What the exercise asks:
Copy out the entries below precisely; nothing is to be omitted.

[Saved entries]
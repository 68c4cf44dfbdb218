//! # Packrat Filesystem Link Operations
//!
//! File: cli/src/common/fs/links.rs
//!
//! ## Overview
//!
//! Cross-platform helpers for reading and recreating symbolic links. The archive
//! writer reads link targets verbatim (without resolving them), and the
//! extraction engine recreates links from the recorded target text.
//!
//! ## Architecture
//!
//! - **`read_link_target`**: Reads the target text of a link, never following it.
//! - **`create_symlink`**: Creates `link -> target`. It never backs up or
//!   replaces an existing object: anything already at `link` (a file, a
//!   directory or another link) is an `AlreadyExists` error, so re-extracting
//!   an archive that contains links is not idempotent.
//! - **`restore_symlink_mode`**: Best-effort and never fatal. The standard
//!   library's chmod follows links, which would change the referent instead of
//!   the link, so the link keeps its platform default mode.
//!
//! On Windows the link flavour (file or directory) is chosen from what the
//! target resolves to at creation time; dangling targets become file links.
//!
use crate::core::error::{ArchiveError, ArchiveResult};
use std::fs;
use std::path::{Path, PathBuf};
use tracing::{debug, trace};

/// Reads the target text of the symbolic link at `link`.
pub fn read_link_target(link: &Path) -> ArchiveResult<PathBuf> {
    fs::read_link(link).map_err(|e| ArchiveError::io(link, e))
}

/// Creates a symbolic link at `link` pointing to `target`.
///
/// `target` is stored as given; relative targets are resolved by the OS
/// relative to the link's parent directory when the link is followed.
///
/// # Errors
///
/// - `AlreadyExists` if any object (including a dangling link) is at `link`.
/// - `Io` if link creation fails for another reason.
pub fn create_symlink(target: &Path, link: &Path) -> ArchiveResult<()> {
    // symlink_metadata doesn't follow, so dangling links count as present.
    if link.symlink_metadata().is_ok() {
        return Err(ArchiveError::AlreadyExists {
            path: link.to_path_buf(),
        });
    }

    #[cfg(unix)]
    {
        std::os::unix::fs::symlink(target, link).map_err(|e| ArchiveError::io(link, e))?;
    }
    #[cfg(windows)]
    {
        let resolved = link.parent().unwrap_or_else(|| Path::new(".")).join(target);
        if resolved.is_dir() {
            std::os::windows::fs::symlink_dir(target, link)
                .map_err(|e| ArchiveError::io(link, e))?;
        } else {
            std::os::windows::fs::symlink_file(target, link)
                .map_err(|e| ArchiveError::io(link, e))?;
        }
    }
    #[cfg(not(any(unix, windows)))]
    {
        return Err(ArchiveError::Unsupported {
            entry: link.to_path_buf(),
            kind: "symbolic link".into(),
        });
    }

    debug!("Created symlink: {:?} -> {:?}", link, target);
    Ok(())
}

/// Attempts to give the link at `link` the permission bits of `mode`.
///
/// There is no portable no-follow chmod in std, so the link's own mode is left
/// as the platform creates it (0777 on Linux, where it is ignored anyway).
pub fn restore_symlink_mode(link: &Path, mode: u32) {
    trace!(
        "Leaving mode of symlink {:?} at platform default (recorded {:o})",
        link,
        mode & 0o7777
    );
}

// --- Unit Tests ---
#[cfg(all(test, unix))]
mod tests {
    use super::*;
    use tempfile::tempdir;

    #[test]
    fn test_create_symlink_basic() -> anyhow::Result<()> {
        let dir = tempdir()?;
        let link = dir.path().join("target.link");
        create_symlink(Path::new("source.txt"), &link)?;
        assert!(link.is_symlink(), "Target should be a symlink");
        assert_eq!(read_link_target(&link)?, PathBuf::from("source.txt"));
        Ok(())
    }

    #[test]
    fn test_create_symlink_dangling_target_is_allowed() -> anyhow::Result<()> {
        let dir = tempdir()?;
        let link = dir.path().join("dangling");
        create_symlink(Path::new("does/not/exist"), &link)?;
        assert!(link.is_symlink());
        assert!(!link.exists());
        Ok(())
    }

    #[test]
    fn test_create_symlink_existing_object_fails() -> anyhow::Result<()> {
        let dir = tempdir()?;
        let occupied = dir.path().join("occupied");
        fs::write(&occupied, "original")?;
        let result = create_symlink(Path::new("elsewhere"), &occupied);
        assert!(matches!(result, Err(ArchiveError::AlreadyExists { .. })));
        // The existing file is left untouched.
        assert_eq!(fs::read_to_string(&occupied)?, "original");
        Ok(())
    }

    #[test]
    fn test_create_symlink_twice_fails() -> anyhow::Result<()> {
        let dir = tempdir()?;
        let link = dir.path().join("again");
        create_symlink(Path::new("t"), &link)?;
        let result = create_symlink(Path::new("t"), &link);
        assert!(matches!(result, Err(ArchiveError::AlreadyExists { .. })));
        Ok(())
    }

    #[test]
    fn test_read_link_target_on_regular_file_fails() -> anyhow::Result<()> {
        let dir = tempdir()?;
        let file = dir.path().join("plain");
        fs::write(&file, "")?;
        assert!(read_link_target(&file).is_err());
        Ok(())
    }
}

The answer:
repository 68c4cf44dfbdb218
//! # Packrat Filesystem Link Operations
//!
//! File: cli/src/common/fs/links.rs
//!
//! ## Overview
//!
//! Cross-platform helpers for reading and recreating symbolic links. The archive
//! writer reads link targets verbatim (without resolving them), and the
//! extraction engine recreates links from the recorded target text.
//!
//! ## Architecture
//!
//! - **`read_link_target`**: Reads the target text of a link, never following it.
//! - **`create_symlink`**: Creates `link -> target`. It never backs up or
//!   replaces an existing object: anything already at `link` (a file, a
//!   directory or another link) is an `AlreadyExists` error, so re-extracting
//!   an archive that contains links is not idempotent.
//! - **`restore_symlink_mode`**: Best-effort and never fatal. The standard
//!   library's chmod follows links, which would change the referent instead of
//!   the link, so the link keeps its platform default mode.
//!
//! On Windows the link flavour (file or directory) is chosen from what the
//! target resolves to at creation time; dangling targets become file links.
//!
use crate::core::error::{ArchiveError, ArchiveResult};
use std::fs;
use std::path::{Path, PathBuf};
use tracing::{debug, trace};

/// Reads the target text of the symbolic link at `link`.
pub fn read_link_target(link: &Path) -> ArchiveResult<PathBuf> {
    fs::read_link(link).map_err(|e| ArchiveError::io(link, e))
}

/// Creates a symbolic link at `link` pointing to `target`.
///
/// `target` is stored as given; relative targets are resolved by the OS
/// relative to the link's parent directory when the link is followed.
///
/// # Errors
///
/// - `AlreadyExists` if any object (including a dangling link) is at `link`.
/// - `Io` if link creation fails for another reason.
pub fn create_symlink(target: &Path, link: &Path) -> ArchiveResult<()> {
    // symlink_metadata doesn't follow, so dangling links count as present.
    if link.symlink_metadata().is_ok() {
        return Err(ArchiveError::AlreadyExists {
            path: link.to_path_buf(),
        });
    }

    #[cfg(unix)]
    {
        std::os::unix::fs::symlink(target, link).map_err(|e| ArchiveError::io(link, e))?;
    }
    #[cfg(windows)]
    {
        let resolved = link.parent().unwrap_or_else(|| Path::new(".")).join(target);
        if resolved.is_dir() {
            std::os::windows::fs::symlink_dir(target, link)
                .map_err(|e| ArchiveError::io(link, e))?;
        } else {
            std::os::windows::fs::symlink_file(target, link)
                .map_err(|e| ArchiveError::io(link, e))?;
        }
    }
    #[cfg(not(any(unix, windows)))]
    {
        return Err(ArchiveError::Unsupported {
            entry: link.to_path_buf(),
            kind: "symbolic link".into(),
        });
    }

    debug!("Created symlink: {:?} -> {:?}", link, target);
    Ok(())
}

/// Attempts to give the link at `link` the permission bits of `mode`.
///
/// There is no portable no-follow chmod in std, so the link's own mode is left
/// as the platform creates it (0777 on Linux, where it is ignored anyway).
pub fn restore_symlink_mode(link: &Path, mode: u32) {
    trace!(
        "Leaving mode of symlink {:?} at platform default (recorded {:o})",
        link,
        mode & 0o7777
    );
}

// --- Unit Tests ---
#[cfg(all(test, unix))]
mod tests {
    use super::*;
    use tempfile::tempdir;

    #[test]
    fn test_create_symlink_basic() -> anyhow::Result<()> {
        let dir = tempdir()?;
        let link = dir.path().join("target.link");
        create_symlink(Path::new("source.txt"), &link)?;
        assert!(link.is_symlink(), "Target should be a symlink");
        assert_eq!(read_link_target(&link)?, PathBuf::from("source.txt"));
        Ok(())
    }

    #[test]
    fn test_create_symlink_dangling_target_is_allowed() -> anyhow::Result<()> {
        let dir = tempdir()?;
        let link = dir.path().join("dangling");
        create_symlink(Path::new("does/not/exist"), &link)?;
        assert!(link.is_symlink());
        assert!(!link.exists());
        Ok(())
    }

    #[test]
    fn test_create_symlink_existing_object_fails() -> anyhow::Result<()> {
        let dir = tempdir()?;
        let occupied = dir.path().join("occupied");
        fs::write(&occupied, "original")?;
        let result = create_symlink(Path::new("elsewhere"), &occupied);
        assert!(matches!(result, Err(ArchiveError::AlreadyExists { .. })));
        // The existing file is left untouched.
        assert_eq!(fs::read_to_string(&occupied)?, "original");
        Ok(())
    }

    #[test]
    fn test_create_symlink_twice_fails() -> anyhow::Result<()> {
        let dir = tempdir()?;
        let link = dir.path().join("again");
        create_symlink(Path::new("t"), &link)?;
        let result = create_symlink(Path::new("t"), &link);
        assert!(matches!(result, Err(ArchiveError::AlreadyExists { .. })));
        Ok(())
    }

    #[test]
    fn test_read_link_target_on_regular_file_fails() -> anyhow::Result<()> {
        let dir = tempdir()?;
        let file = dir.path().join("plain");
        fs::write(&file, "")?;
        assert!(read_link_target(&file).is_err());
        Ok(())
    }
}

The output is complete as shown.